Page 16 of The Waves

"It is uncomfortable too, joining ragged edges, raw edges; only gradually, as we shuffle and trample into the Inn, taking coats and hats off, does meeting become agreeable. Now we assemble in the long, bare dining-room that overlooks some park, some green space still fantastically lit by the setting sun so that there is a gold bar between the trees, and sit ourselves down."

  "Now sitting side by side," said Neville, "at this narrow table, now before the first emotion is worn smooth, what do we feel? Honestly now, openly and directly as befits old friends meeting with difficulty, what do we feel on meeting? Sorrow. The door will not open; he will not come. And we are laden. Being now all of us middle-aged, loads are on us. Let us put down our loads. What have you made of life, we ask, and I? You, Bernard; you, Susan; you, Jinny; and Rhoda and Louis? The lists have been posted on the doors. Before we break these rolls, and help ourselves to fish and salad, I feel in my private pocket and find my credentials what I carry to prove my superiority. I have passed. I have papers in my private pocket that prove it. But your eyes, Susan, full of turnips and cornfields, disturb me. These papers in my private pocket the clamour that proves that I have passed make a faint sound like that of a man clapping in an empty field to scare away rooks. Now it has died down altogether, under Susan's stare (the clapping, the reverberation that I have made), and I hear only the wind sweeping over the ploughed land and some bird singing perhaps some intoxicated lark. Has the waiter heard of me, or those furtive everlasting couples, now loitering, now holding back and looking at the trees which are not yet dark enough to shelter their prostrate bodies? No; the sound of clapping has failed.

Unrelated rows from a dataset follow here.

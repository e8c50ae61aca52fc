//! Shared fixtures for the client tests: a seeded local backend and
//! collaborator fakes for failure injection.

use std::sync::atomic::{AtomicBool, AtomicI64, AtomicUsize, Ordering};
use std::sync::{Arc, Mutex};

use async_trait::async_trait;
use chrono::Utc;
use parley_shared::{
    BackendError, ConversationKey, Message, MessageId, MessageStatus, MessageStore, NewMessage,
    NotificationPermission, Notifier, ObjectStorage, Profile, ProfileId, ProfileStore,
    RealtimeFeed, Subscription, SubscriptionId,
};
use parley_store::{BackendConfig, LocalBackend};
use tempfile::TempDir;

use crate::config::ClientConfig;
use crate::context::ChatContext;

pub struct TestEnv {
    pub backend: Arc<LocalBackend>,
    pub ctx: ChatContext,
    pub alice: Profile,
    pub bob: Profile,
    pub carol: Profile,
    _dir: TempDir,
}

impl TestEnv {
    /// A fresh backend with alice, bob and carol signed up and alice signed in.
    pub async fn new() -> Self {
        let dir = TempDir::new().unwrap();
        let backend = Arc::new(
            LocalBackend::open(BackendConfig::new(dir.path()))
                .await
                .unwrap(),
        );

        let mut profiles = Vec::new();
        for name in ["alice", "bob", "carol"] {
            let session = backend.auth().sign_up(name).await.unwrap();
            profiles.push(backend.get_profile(&session.user_id).await.unwrap());
        }
        let carol = profiles.pop().unwrap();
        let bob = profiles.pop().unwrap();
        let alice = profiles.pop().unwrap();
        backend.auth().sign_in(&alice.id).await.unwrap();

        let notifier = Arc::new(RecordingNotifier::new(NotificationPermission::Denied, true));
        let ctx = ChatContext::from_backend(backend.clone(), notifier, ClientConfig::default());

        Self {
            backend,
            ctx,
            alice,
            bob,
            carol,
            _dir: dir,
        }
    }

    /// Insert a message directly through the backend.
    pub async fn send(&self, from: &Profile, to: &Profile, body: &str) -> Message {
        self.backend
            .insert_message(NewMessage {
                sender_id: from.id.clone(),
                recipient_id: to.id.clone(),
                content: Some(body.to_string()),
                attachment: None,
            })
            .await
            .unwrap()
    }
}

static NEXT_ID: AtomicI64 = AtomicI64::new(10_000);

/// A feed-shaped message with no joined sender.
pub fn message_from(sender: &str, recipient: &str, content: Option<&str>) -> Message {
    Message {
        id: MessageId(NEXT_ID.fetch_add(1, Ordering::Relaxed)),
        created_at: Utc::now(),
        sender_id: sender.into(),
        recipient_id: recipient.into(),
        content: content.map(str::to_string),
        attachment: None,
        status: MessageStatus::Sent,
        sender: None,
    }
}

pub struct RecordingNotifier {
    permission: Mutex<NotificationPermission>,
    focused: AtomicBool,
    shown: Mutex<Vec<(String, String, String)>>,
}

impl RecordingNotifier {
    pub fn new(permission: NotificationPermission, focused: bool) -> Self {
        Self {
            permission: Mutex::new(permission),
            focused: AtomicBool::new(focused),
            shown: Mutex::new(Vec::new()),
        }
    }

    pub fn shown(&self) -> Vec<(String, String, String)> {
        self.shown.lock().unwrap().clone()
    }
}

impl Notifier for RecordingNotifier {
    fn permission(&self) -> NotificationPermission {
        *self.permission.lock().unwrap()
    }

    fn request_permission(&self) -> NotificationPermission {
        let mut permission = self.permission.lock().unwrap();
        if *permission == NotificationPermission::Default {
            *permission = NotificationPermission::Granted;
        }
        *permission
    }

    fn is_focused(&self) -> bool {
        self.focused.load(Ordering::Relaxed)
    }

    fn notify(&self, title: &str, body: &str, tag: &str) {
        self.shown
            .lock()
            .unwrap()
            .push((title.to_string(), body.to_string(), tag.to_string()));
    }
}

/// Counts writes and can fail fetches; everything else goes to the backend.
pub struct CountingMessages {
    inner: Arc<LocalBackend>,
    inserts: AtomicUsize,
    updates: AtomicUsize,
    fail_fetch: bool,
}

impl CountingMessages {
    pub fn new(inner: Arc<LocalBackend>) -> Self {
        Self {
            inner,
            inserts: AtomicUsize::new(0),
            updates: AtomicUsize::new(0),
            fail_fetch: false,
        }
    }

    pub fn failing_fetch(inner: Arc<LocalBackend>) -> Self {
        Self {
            fail_fetch: true,
            ..Self::new(inner)
        }
    }

    pub fn inserts(&self) -> usize {
        self.inserts.load(Ordering::Relaxed)
    }

    pub fn updates(&self) -> usize {
        self.updates.load(Ordering::Relaxed)
    }
}

#[async_trait]
impl MessageStore for CountingMessages {
    async fn fetch_conversation(&self, key: &ConversationKey) -> Result<Vec<Message>, BackendError> {
        if self.fail_fetch {
            return Err(BackendError::Storage("connection reset".into()));
        }
        self.inner.fetch_conversation(key).await
    }

    async fn fetch_message(&self, id: MessageId) -> Result<Message, BackendError> {
        self.inner.fetch_message(id).await
    }

    async fn insert_message(&self, message: NewMessage) -> Result<Message, BackendError> {
        self.inserts.fetch_add(1, Ordering::Relaxed);
        self.inner.insert_message(message).await
    }

    async fn update_status(&self, id: MessageId, status: MessageStatus) -> Result<Message, BackendError> {
        self.updates.fetch_add(1, Ordering::Relaxed);
        self.inner.update_status(id, status).await
    }
}

pub struct FailingStorage;

#[async_trait]
impl ObjectStorage for FailingStorage {
    async fn upload(&self, _path: &str, _data: &[u8]) -> Result<(), BackendError> {
        Err(BackendError::Storage("Bucket not found".into()))
    }

    async fn create_signed_url(&self, _path: &str, _ttl_secs: u64) -> Result<String, BackendError> {
        Err(BackendError::Storage("Bucket not found".into()))
    }
}

pub struct FailingFeed;

#[async_trait]
impl RealtimeFeed for FailingFeed {
    async fn subscribe(&self, _key: &ConversationKey) -> Result<Subscription, BackendError> {
        Err(BackendError::Unauthorized("realtime disabled".into()))
    }

    async fn unsubscribe(&self, _id: SubscriptionId) -> Result<(), BackendError> {
        Ok(())
    }
}

pub struct FailingProfiles;

#[async_trait]
impl ProfileStore for FailingProfiles {
    async fn list_profiles(&self) -> Result<Vec<Profile>, BackendError> {
        Err(BackendError::Storage("profiles unavailable".into()))
    }

    async fn get_profile(&self, _id: &ProfileId) -> Result<Profile, BackendError> {
        Err(BackendError::NotFound)
    }

    async fn update_username(&self, _id: &ProfileId, _username: &str) -> Result<Profile, BackendError> {
        Err(BackendError::Rejected("permission denied".into()))
    }
}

  "What then remains, when I cannot pull out my papers and make you believe by reading aloud my credentials that I have passed? What remains is what Susan brings to light under the acid of her green eyes, her crystal, pear-shaped eyes. There is always somebody, when we come together, and the edges of meeting are still sharp, who refuses to be submerged; whose identity therefore one wishes to make crouch beneath one's own. For me now, it is Susan. I talk to impress Susan. Listen to me, Susan.

  "When some one comes in at breakfast, even the embroidered fruit on my curtain swells so that parrots can peck it; one can break it off between one's thumb and finger. The thin, skimmed milk of early morning turns opal, blue, rose. At that hour your husband the man who slapped his gaiters, pointing with his whip at the barren cow grumbles. You say nothing. You see nothing. Custom blinds your eyes. At that hour your relationship is mute, null, dun-coloured. Mine at that hour is warm and various. There is no repetition for me. Each day is dangerous. Smooth on the surface, we are all bone beneath like snakes coiling. Suppose we read the Times; suppose we argue. It is an experience. Suppose it is winter. The snow falling loads down the foot. Now the cars begin to wink and flicker, coming down the avenue. Lovers can draw into the darkness now; the boles of the trees are swollen, are obscene with lovers."

  "It was different once," said Bernard. "Once we could break the current as we chose. How many telephone calls, how many post cards, are now needed to cut this hole through which we come together, united, at Hampton Court? How swift life runs from January to December! We are all swept on by the torrent of things grown so familiar that they cast no shade; we make no comparisons; think scarcely ever of I or of you; and in this unconsciousness attain the utmost freedom from friction and part the weeds that grow over the mouths of sunken channels. We have to leap like fish, high in the air, in order to catch the train from Waterloo. And however high we leap we fall back again into the stream. I shall never now take ship for the South Sea Islands. A journey to Rome is the limit of my travelling. I have sons and daughters. I am wedged into my place in the puzzle.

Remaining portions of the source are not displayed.